- Born: Carrie Kei Heim December 7, 1973 (age 52) Tokyo, Japan
- Occupations: Actress, Lawyer, Writer
- Years active: 1982–1986
- Spouse: Peter Binas ​(m. 2005)​
- Website: linkedin.com/in/carrie-kei-heim-7451401b

= Carrie Kei Heim =

Former American child actress and writer

Carrie Kei Heim (born December 7, 1973) is an American lawyer, writer, and former child actress. She is best known for her roles as Cornelia in Santa Claus: The Movie (1985) and Nikki Ferris in The Parent Trap II (1986). After completing The Parent Trap ll, Heim retired from acting.

==Biography==
Heim is the daughter of Janie and Michael Heim of Manhattan.
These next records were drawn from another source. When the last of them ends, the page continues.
async fn match_one(state: &Arc<AppState>, search: Search) -> Response {
    if let Err(e) = validate_search(&search) {
        return invalid(&e);
    }
    blocking(state, move |service| service.match_search(&search)).await
}

async fn search_all_handler(
    State(state): State<Arc<AppState>>,
    payload: Result<Json<Vec<Option<Search>>>, JsonRejection>,
) -> Response {
    let searches = match payload {
        Ok(Json(searches)) => searches,
        Err(e) => return rejected(e.status(), "invalid_body", &e.body_text()),
    };
    if let Some(message) = check_batch_limit(searches.len()) {
        return bad_request("batch_too_large", &message);
    }
    if let Some(e) = searches.iter().flatten().find_map(|s| validate_search(s).err()) {
        return invalid(&e);
    }
    blocking(&state, move |service| service.match_all(&searches)).await
}

#[derive(Deserialize)]
struct NameQuery {
    q: String,
}

async fn search_name_handler(
    State(state): State<Arc<AppState>>,
    params: Result<Query<NameQuery>, QueryRejection>,
) -> Response {
    let name = match required_text("q", params.map(|Query(p)| p.q)) {
        Ok(name) => name,
        Err(response) => return response,
    };
    blocking(&state, move |service| service.search_name(&name)).await
}

#[derive(Deserialize)]
#[serde(rename_all = "camelCase")]
struct VernacularQuery {
    vernacular_name: String,
}

async fn vernacular_handler(
    State(state): State<Arc<AppState>>,
    params: Result<Query<VernacularQuery>, QueryRejection>,
) -> Response {
    let name = match required_text("vernacularName", params.map(|Query(p)| p.vernacular_name)) {
        Ok(name) => name,
        Err(response) => return response,
    };
    blocking(&state, move |service| service.search_vernacular(&name)).await
}

/// Extract a non-blank, bounded text parameter
fn required_text(field: &str, value: Result<String, QueryRejection>) -> Result<String, Response> {
    let value = value.map_err(|e| bad_request("invalid_query", &e.body_text()))?;
    if value.trim().is_empty() {
        return Err(invalid(&ValidationError::EmptyQuery));
    }
    validate_text(field, &value).map_err(|e| invalid(&e))?;
    Ok(value)
}

#[derive(Deserialize)]
struct IdQuery {
    #[serde(rename = "taxonID")]
    taxon_id: String,
    #[serde(default)]
    follow: bool,
}

async fn get_by_id_handler(
    State(state): State<Arc<AppState>>,
    params: Result<Query<IdQuery>, QueryRejection>,
) -> Response {
    let params = match params {
        Ok(Query(params)) => params,
        Err(e) => return bad_request("invalid_query", &e.body_text()),
    };
    if let Err(e) = validate_identifier(&params.taxon_id) {
        return invalid(&e);
    }
    blocking(&state, move |service| {
        service.get_with_follow(&params.taxon_id, params.follow)
    })
    .await
}

/// Identifiers and flags of a `getAllByTaxonID` query string.
///
/// `taxonIDs` may repeat and each value may hold a comma-separated list.
#[derive(Debug, Default, PartialEq)]
struct GetAllQuery {
    taxon_ids: Option<Vec<String>>,
    follow: bool,
}

impl GetAllQuery {
    fn from_pairs(pairs: Vec<(String, String)>) -> Result<Self, String> {
        let mut query = Self::default();
        for (key, value) in pairs {
            match key.as_str() {
                "taxonIDs" => query.taxon_ids.get_or_insert_with(Vec::new).extend(
                    value
                        .split(',')
                        .map(str::trim)
                        .filter(|id| !id.is_empty())
                        .map(str::to_string),
                ),
                "follow" => {
                    query.follow = value
                        .parse()
                        .map_err(|_| format!("follow must be true or false, got '{value}'"))?;
                }
                _ => {}
            }
        }
        Ok(query)
    }
}

async fn get_all_handler(
    State(state): State<Arc<AppState>>,
    params: Result<Query<Vec<(String, String)>>, QueryRejection>,
    body: Result<Bytes, BytesRejection>,
) -> Response {
    let query = match params
        .map_err(|e| e.body_text())
        .and_then(|Query(pairs)| GetAllQuery::from_pairs(pairs))
    {
        Ok(query) => query,
        Err(message) => return bad_request("invalid_query", &message),
    };
    let body = match body {
        Ok(body) => body,
        Err(e) => return rejected(e.status(), "invalid_body", &e.body_text()),
    };

    let ids: Vec<Option<String>> = match query.taxon_ids {
        Some(ids) => ids.into_iter().map(Some).collect(),
        None if body.is_empty() => {
            return bad_request("invalid_query", "taxonIDs or a JSON list of identifiers is required")
        }
        None => match serde_json::from_slice(&body) {
            Ok(ids) => ids,
            Err(e) => return bad_request("invalid_body", &e.to_string()),
        },
    };
    if let Some(message) = check_batch_limit(ids.len()) {
        return bad_request("batch_too_large", &message);
    }
    if let Some(e) = ids.iter().flatten().find_map(|id| validate_identifier(id).err()) {
        return invalid(&e);
    }
    let follow = query.follow;
    blocking(&state, move |service| service.get_all(&ids, follow)).await
}

#[derive(Deserialize)]
struct CheckQuery {
    name: String,
    rank: Option<String>,
}

async fn check_handler(
    State(state): State<Arc<AppState>>,
    params: Result<Query<CheckQuery>, QueryRejection>,
) -> Response {
    let params = match params {
        Ok(Query(params)) => params,
        Err(e) => return bad_request("invalid_query", &e.body_text()),
    };
    if let Err(e) = validate_text("name", &params.name) {
        return invalid(&e);
    }
    let rank = match params.rank.as_deref().filter(|r| !r.trim().is_empty()) {
        Some(text) => match Rank::parse(text) {
            Some(rank) => Some(rank),
            None => return bad_request("invalid_rank", &format!("Unknown rank '{text}'")),
        },
        None => None,
    };
    blocking(&state, move |service| service.check(&params.name, rank)).await
}

#[derive(Deserialize)]
#[serde(rename_all = "camelCase")]
struct AutocompleteQuery {
    q: String,
    max: Option<usize>,
    include_synonyms: Option<bool>,
}

async fn autocomplete_handler(
    State(state): State<Arc<AppState>>,
    params: Result<Query<AutocompleteQuery>, QueryRejection>,
) -> Response {
    let params = match params {
        Ok(Query(params)) => params,
        Err(e) => return bad_request("invalid_query", &e.body_text()),
    };
    if params.q.trim().is_empty() {
        return invalid(&ValidationError::EmptyQuery);
    }
    if let Err(e) = validate_text("q", &params.q) {
        return invalid(&e);
    }
    let max = clamp_max_results(params.max, DEFAULT_AUTOCOMPLETE);
    let include_synonyms = params.include_synonyms.unwrap_or(true);
    blocking(&state, move |service| {
        service.autocomplete(&params.q, max, include_synonyms)
    })
    .await
}

#[derive(Deserialize)]
struct LsidByIdQuery {
    id: String,
}

async fn lsid_by_id_handler(
    State(state): State<Arc<AppState>>,
    params: Result<Query<LsidByIdQuery>, QueryRejection>,
) -> Response {
    let id = match params {
        Ok(Query(params)) => params.id,
        Err(e) => return bad_request("invalid_query", &e.body_text()),
    };
    if let Err(e) = validate_identifier(&id) {
        return invalid(&e);
    }
    blocking(&state, move |service| service.lsid_for_id(&id)).await
}
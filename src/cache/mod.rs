//! Memoized resolution with per-key coalescing.
//!
//! [`ResultCache`] fronts a pure loader function: concurrent requests for
//! the same key share one computation, and results are kept until evicted
//! according to a [`CachePolicy`]. [`BulkResolver`] resolves whole lists of
//! nullable keys through a cache, either one key at a time on the server or
//! as a single batched call for the misses on a client.

pub mod bulk;
pub mod result_cache;

pub use bulk::BulkResolver;
pub use result_cache::{CachePolicy, CacheStats, CacheValue, ResolveError, ResultCache};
Heim is a 1991 graduate of Hunter College High School, a 1994 graduate of Vassar College with an A.B. in French, and a 1996 graduate of Hunter College with an additional B.A. in English and Theater. In 2001, Heim received a J.D. from the University of Pennsylvania law school and was a lawyer until 2008 when she retired to focus on her newborn daughter. Carrie then went on to pursue a career in writing.

Heim has worked as a clerk for Jeffrey R. Howard of the United States Court of Appeals for the First Circuit and as a litigation associate for the law firms Cravath, Swaine & Moore and Mintz Levin.

Heim is now a novelist, and is currently represented by Jessica Faust at BookEnds Literary Agency.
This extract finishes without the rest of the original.